*EXERCISE DETAILS*: Keep each line of the material that includes "Some", and leave out the rest.

*RECORD EXTRACTS*:
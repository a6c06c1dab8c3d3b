// SPDX-FileCopyrightText: 2025 Semiotic AI, Inc.
//
// SPDX-License-Identifier: Apache-2.0

//! View calls and their identities
//!
//! A [`Call`] is a single read request against a fixed address, entry point
//! and calldata, together with the output schema needed to decode its
//! result. Its [`CallKey`] is derived once at construction.

use std::sync::Arc;

use crate::abi::OutputSchema;
use crate::errors::InvalidCallError;

pub mod key;

pub use key::{CallIdentity, CallKey};

/// A single read request against a contract
///
/// Identity for caching and subscription is `(address, selector, calldata)`.
/// The output schema is not part of the identity, but every subscriber of
/// the same key is expected to supply an equivalent schema.
///
/// # Examples
///
/// ```rust
/// use multicall_sync::{Call, OutputField, OutputSchema, StructDict};
///
/// let outputs = vec![OutputField::new("balance", "Uint256")];
/// let mut structs = StructDict::new();
/// structs.insert(
///     "Uint256".to_string(),
///     vec![OutputField::new("low", "felt"), OutputField::new("high", "felt")],
/// );
///
/// let call = Call::builder("0x49d36570", "0x2e4263af")
///     .calldata(vec!["0x557b".to_string()])
///     .schema(OutputSchema::resolve(&outputs, &structs).unwrap())
///     .build()
///     .unwrap();
///
/// assert_eq!(call.key().as_str(), "0x49d36570-0x2e4263af-0x557b");
/// ```
#[derive(Debug, Clone)]
pub struct Call {
    address: String,
    selector: String,
    calldata: Vec<String>,
    schema: Arc<OutputSchema>,
    key: CallKey,
}

impl Call {
    /// Start building a call against `address` / `selector`
    pub fn builder(address: impl Into<String>, selector: impl Into<String>) -> CallBuilder {
        CallBuilder {
            address: address.into(),
            selector: selector.into(),
            calldata: None,
            schema: None,
        }
    }

    /// Contract address
    pub fn address(&self) -> &str {
        &self.address
    }

    /// Entry point selector
    pub fn selector(&self) -> &str {
        &self.selector
    }

    /// Compiled calldata
    pub fn calldata(&self) -> &[String] {
        &self.calldata
    }

    /// Output schema used to decode the call's result
    pub fn schema(&self) -> &OutputSchema {
        &self.schema
    }

    /// Canonical identity of the call
    pub fn key(&self) -> &CallKey {
        &self.key
    }
}

/// Builder for [`Call`]
///
/// Address, selector, calldata and schema are all required; a call missing
/// any of them is invalid and never reaches the registry.
#[derive(Debug)]
pub struct CallBuilder {
    address: String,
    selector: String,
    calldata: Option<Vec<String>>,
    schema: Option<Arc<OutputSchema>>,
}

impl CallBuilder {
    /// Set the compiled calldata (may be empty, but must be set)
    pub fn calldata(mut self, calldata: Vec<String>) -> Self {
        self.calldata = Some(calldata);
        self
    }

    /// Set the output schema
    pub fn schema(mut self, schema: impl Into<Arc<OutputSchema>>) -> Self {
        self.schema = Some(schema.into());
        self
    }

    /// Validate the identity fields and build the call
    pub fn build(self) -> Result<Call, InvalidCallError> {
        let calldata = self
            .calldata
            .ok_or_else(|| InvalidCallError::missing_field("calldata"))?;
        let schema = self
            .schema
            .ok_or_else(|| InvalidCallError::missing_field("schema"))?;

        let key = CallKey::from_parts(&self.address, &self.selector, &calldata)?;

        Ok(Call {
            address: self.address,
            selector: self.selector,
            calldata,
            schema,
            key,
        })
    }
}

*SOLUTION FOR THIS EXERCISE*:
        self.calldata = Some(calldata);
        self.schema = Some(schema.into());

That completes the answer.